Prime Minister Tony Blair postponed local elections in Britain Monday because of the foot-and-mouth epidemic, a signal that national elections have also been put off until June.
Blair, who had been expected to call national elections on May 3, made no comment on the date for a national election. But Deputy Prime Minister John Prescott said Monday that he had wanted a May national election, and had lost the argument.
With more than 900 cases confirmed since the outbreak was detected on Feb. 20, Britain is struggling to control the epidemic. Blair came under strong pressure from farmers, Church of England bishops and the opposition Conservative party to put off a national election.

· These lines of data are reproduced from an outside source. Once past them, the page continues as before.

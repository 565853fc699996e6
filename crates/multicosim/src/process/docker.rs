//! Container launcher backed by the docker CLI.
//!
//! Containers run detached with each requested port published on an
//! ephemeral loopback port; `docker port` resolves the mapping. Output is
//! followed with `docker logs -f`.

use std::collections::HashMap;
use std::net::{IpAddr, Ipv4Addr, SocketAddr};
use std::process::Stdio;
use std::sync::Arc;
use std::time::Duration;

use async_trait::async_trait;
use tokio::process::{Child, Command};
use tokio::sync::watch;

use super::logs::{LineSink, LogTail, Stream, pump};
use super::{LaunchError, LaunchSpec, Launcher, Process, Readiness, probe_port};

/// Exit codes that count as a clean shutdown (plain exit, SIGKILL, SIGTERM).
const CLEAN_EXIT_CODES: [i32; 3] = [0, 137, 143];

/// Append `:latest` when the reference carries neither tag nor digest.
pub fn normalize_image(reference: &str) -> String {
    let name = reference.rsplit('/').next().unwrap_or(reference);
    if name.contains(':') || reference.contains('@') {
        reference.to_string()
    } else {
        format!("{reference}:latest")
    }
}

#[derive(Debug, Clone)]
pub struct DockerLauncher {
    binary: String,
}

impl Default for DockerLauncher {
    fn default() -> Self {
        Self {
            binary: "docker".to_string(),
        }
    }
}

impl DockerLauncher {
    pub fn new() -> Self {
        Self::default()
    }

    /// Use a different CLI binary (e.g. `podman`).
    pub fn with_binary(mut self, binary: impl Into<String>) -> Self {
        self.binary = binary.into();
        self
    }
}

async fn run_cli(binary: &str, args: &[String]) -> Result<String, LaunchError> {
    let output = Command::new(binary)
        .args(args)
        .stdin(Stdio::null())
        .output()
        .await
        .map_err(|source| LaunchError::Spawn {
            program: binary.to_string(),
            source,
        })?;

    if !output.status.success() {
        let stderr = String::from_utf8_lossy(&output.stderr);
        return Err(LaunchError::Runtime(format!(
            "{} {} failed: {}",
            binary,
            args.first().map(String::as_str).unwrap_or_default(),
            stderr.trim()
        )));
    }
    Ok(String::from_utf8_lossy(&output.stdout).trim().to_string())
}

fn run_args(spec: &LaunchSpec) -> Vec<String> {
    let mut args = vec!["run".to_string(), "--detach".to_string()];
    for (key, value) in &spec.env {
        args.push("--env".to_string());
        args.push(format!("{key}={value}"));
    }
    for port in &spec.ports {
        args.push("--publish".to_string());
        args.push(format!("127.0.0.1::{port}/tcp"));
    }
    args.push(normalize_image(&spec.image));
    args.extend(spec.args.iter().cloned());
    args
}

/// First usable address in `docker port` output.
fn parse_port_output(output: &str) -> Option<SocketAddr> {
    output
        .lines()
        .filter_map(|line| line.trim().parse::<SocketAddr>().ok())
        .map(|mut addr| {
            if addr.ip().is_unspecified() {
                addr.set_ip(IpAddr::V4(Ipv4Addr::LOCALHOST));
            }
            addr
        })
        .next()
}

/// Parse `{{.State.Running}} {{.State.ExitCode}}`; `None` while running.
fn parse_state(output: &str) -> Option<i32> {
    let mut parts = output.split_whitespace();
    let running = parts.next()?;
    let code = parts.next()?.parse().ok()?;
    (running == "false").then_some(code)
}

#[async_trait]
impl Launcher for DockerLauncher {
    async fn launch(&self, spec: &LaunchSpec) -> Result<Box<dyn Process>, LaunchError> {
        let args = run_args(spec);
        tracing::debug!(role = %spec.role, ?args, "Starting container");
        let id = run_cli(&self.binary, &args).await?;
        if id.is_empty() {
            return Err(LaunchError::Runtime(format!(
                "{} run returned no container id",
                self.binary
            )));
        }

        let short_id: String = id.chars().take(12).collect();
        let (ready_tx, ready_rx) = watch::channel(false);
        let ready_tx = Arc::new(ready_tx);
        let tail = LogTail::new(spec.log_tail);

        let display_id = format!("{}:{}", spec.role, short_id);
        let sink = LineSink {
            role: spec.role,
            process_id: display_id.clone(),
            tail: tail.clone(),
            ready: match &spec.readiness {
                Readiness::LogLine(pattern) => Some((pattern.clone(), ready_tx)),
                _ => None,
            },
        };
        let mut container = ContainerProcess {
            binary: self.binary.clone(),
            id,
            display_id,
            endpoints: HashMap::new(),
            readiness: spec.readiness.clone(),
            ready_rx,
            tail,
            follower: None,
            remove: spec.remove,
            exit: None,
        };

        match container.attach(spec, sink).await {
            Ok(()) => Ok(Box::new(container)),
            Err(e) => {
                container.discard().await;
                Err(e)
            }
        }
    }
}

struct ContainerProcess {
    binary: String,
    id: String,
    display_id: String,
    endpoints: HashMap<u16, SocketAddr>,
    readiness: Readiness,
    ready_rx: watch::Receiver<bool>,
    tail: LogTail,
    /// `docker logs -f`; exits when the container stops.
    follower: Option<Child>,
    remove: bool,
    exit: Option<i32>,
}

impl ContainerProcess {
    /// Resolve published ports and start following output.
    async fn attach(&mut self, spec: &LaunchSpec, sink: LineSink) -> Result<(), LaunchError> {
        for &port in &spec.ports {
            let output = run_cli(
                &self.binary,
                &["port".to_string(), self.id.clone(), format!("{port}/tcp")],
            )
            .await?;
            let addr = parse_port_output(&output).ok_or(LaunchError::PortNotPublished(port))?;
            tracing::debug!(process_id = %self.display_id, port, %addr, "Resolved published port");
            self.endpoints.insert(port, addr);
        }

        let mut follower = Command::new(&self.binary)
            .args(["logs", "--follow", self.id.as_str()])
            .stdin(Stdio::null())
            .stdout(Stdio::piped())
            .stderr(Stdio::piped())
            .kill_on_drop(true)
            .spawn()
            .map_err(|source| LaunchError::Spawn {
                program: self.binary.clone(),
                source,
            })?;
        if let Some(stdout) = follower.stdout.take() {
            pump(stdout, Stream::Stdout, sink.clone());
        }
        if let Some(stderr) = follower.stderr.take() {
            pump(stderr, Stream::Stderr, sink);
        }
        self.follower = Some(follower);
        Ok(())
    }

    fn cli_args(&self, args: &[&str]) -> Vec<String> {
        args.iter()
            .map(|a| a.to_string())
            .chain(std::iter::once(self.id.clone()))
            .collect()
    }

    /// Force-remove a container that never became usable.
    async fn discard(&mut self) {
        self.stop_following();
        if let Err(e) = run_cli(&self.binary, &self.cli_args(&["rm", "--force"])).await {
            tracing::warn!(process_id = %self.display_id, error = %e, "Failed to remove container");
        }
    }

    fn stop_following(&mut self) {
        if let Some(follower) = self.follower.as_mut() {
            let _ = follower.start_kill();
        }
    }

    /// Block until the container stops and record its exit code.
    async fn wait_exit(&mut self) -> Option<i32> {
        if self.exit.is_some() {
            return self.exit;
        }
        match run_cli(&self.binary, &self.cli_args(&["wait"])).await {
            Ok(output) => {
                self.exit = output.trim().parse().ok();
                self.exit
            }
            Err(e) => {
                tracing::warn!(process_id = %self.display_id, error = %e, "Failed to wait for container");
                None
            }
        }
    }

    async fn exited_early(&mut self) -> LaunchError {
        let status = self.wait_exit().await;
        LaunchError::ExitedEarly {
            status,
            logs: self.tail.snapshot(),
        }
    }

    /// Resolves when the log follower ends, i.e. the container stopped.
    async fn follower_done(&mut self) {
        match self.follower.as_mut() {
            Some(follower) => {
                let _ = follower.wait().await;
            }
            None => std::future::pending().await,
        }
    }
}

#[async_trait]
impl Process for ContainerProcess {
    fn id(&self) -> &str {
        &self.display_id
    }

    fn endpoint(&self, port: u16) -> Option<SocketAddr> {
        self.endpoints.get(&port).copied()
    }

    /// Port probes hit docker's proxy, which accepts before the container
    /// listens; prefer [`Readiness::LogLine`] for containers.
    async fn ready(&mut self) -> Result<(), LaunchError> {
        match self.readiness.clone() {
            Readiness::Immediate => match self.exit_status().await {
                Some(_) => Err(self.exited_early().await),
                None => Ok(()),
            },
            Readiness::LogLine(_) => {
                let mut ready_rx = self.ready_rx.clone();
                let seen = async move { ready_rx.wait_for(|ready| *ready).await.is_ok() };
                tokio::select! {
                    biased;
                    seen = seen => {
                        if seen {
                            return Ok(());
                        }
                        Err(self.exited_early().await)
                    }
                    _ = self.follower_done() => {
                        let seen = *self.ready_rx.borrow();
                        if seen {
                            return Ok(());
                        }
                        Err(self.exited_early().await)
                    }
                }
            }
            Readiness::Port(port) => {
                let addr = self
                    .endpoint(port)
                    .ok_or(LaunchError::PortNotPublished(port))?;
                tokio::select! {
                    _ = probe_port(addr) => Ok(()),
                    _ = self.follower_done() => Err(self.exited_early().await),
                }
            }
        }
    }

    async fn exit_status(&mut self) -> Option<i32> {
        if self.exit.is_some() {
            return self.exit;
        }
        let args = self.cli_args(&["inspect", "--format", "{{.State.Running}} {{.State.ExitCode}}"]);
        match run_cli(&self.binary, &args).await {
            Ok(output) => {
                self.exit = parse_state(&output);
                self.exit
            }
            Err(e) => {
                tracing::debug!(process_id = %self.display_id, error = %e, "Failed to inspect container");
                None
            }
        }
    }

    async fn stop(&mut self, grace: Duration) -> Result<Option<i32>, LaunchError> {
        if self.exit_status().await.is_none() {
            let secs = grace.as_secs_f64().ceil() as u64;
            run_cli(&self.binary, &self.cli_args(&["stop", "--time", secs.to_string().as_str()]))
                .await
                .map_err(|e| LaunchError::Stop(format!("{}: {}", self.display_id, e)))?;
        }
        let code = self.wait_exit().await;
        self.stop_following();

        match code {
            Some(code) if !CLEAN_EXIT_CODES.contains(&code) => {
                tracing::warn!(
                    process_id = %self.display_id,
                    code,
                    "Container exited abnormally, check its logs"
                );
            }
            _ => {}
        }

        if self.remove
            && let Err(e) = run_cli(&self.binary, &self.cli_args(&["rm", "--force"])).await
        {
            tracing::warn!(process_id = %self.display_id, error = %e, "Failed to remove container");
        }
        Ok(code)
    }

    fn start_kill(&mut self) {
        self.stop_following();
        let verb: &[&str] = if self.remove { &["rm", "--force"] } else { &["kill"] };
        let args = self.cli_args(verb);

        match tokio::runtime::Handle::try_current() {
            Ok(runtime) => {
                let binary = self.binary.clone();
                let display_id = self.display_id.clone();
                runtime.spawn(async move {
                    if let Err(e) = run_cli(&binary, &args).await {
                        tracing::warn!(process_id = %display_id, error = %e, "Failed to kill container");
                    }
                });
            }
            Err(_) => {
                let spawned = std::process::Command::new(&self.binary)
                    .args(&args)
                    .stdin(Stdio::null())
                    .stdout(Stdio::null())
                    .stderr(Stdio::null())
                    .spawn();
                if let Err(e) = spawned {
                    tracing::warn!(process_id = %self.display_id, error = %e, "Failed to kill container");
                }
            }
        }
    }

    fn logs(&self) -> Vec<String> {
        self.tail.snapshot()
    }
}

“Our task … now is to complete the putting in place of the short-, medium- and long-term strategies to insure the eventual eradication of the disease. Whilst this is going on, I believe it would not be appropriate to hold these elections on the 3rd of May,” Blair said outside his office at No. 10 Downing St.
“But equally, we cannot, should not and will not suspended the democratic process.”
Prescott, in an interview with British Broadcasting Corp. radio, said he “was rather an advocate for May but I knew it was a very difficult decision.” Many Labor party lawmakers, eager to capitalized on their strong poll ratings, had been pressing for a May election.
Conservative Party leader William Hague said Blair should not make a firm decision for a June 7 vote.
“We just think it would not be possible or wise to set a precise date at this point when they don’t know how the crisis will continue and when it will be resolved,” said Hague.
The prime minister faced another important decision Monday on whether to go ahead with vaccination of dairy cattle to help contain foot-and-mouth disease in two hard-hit regions. But there were hints that this issue might be put off.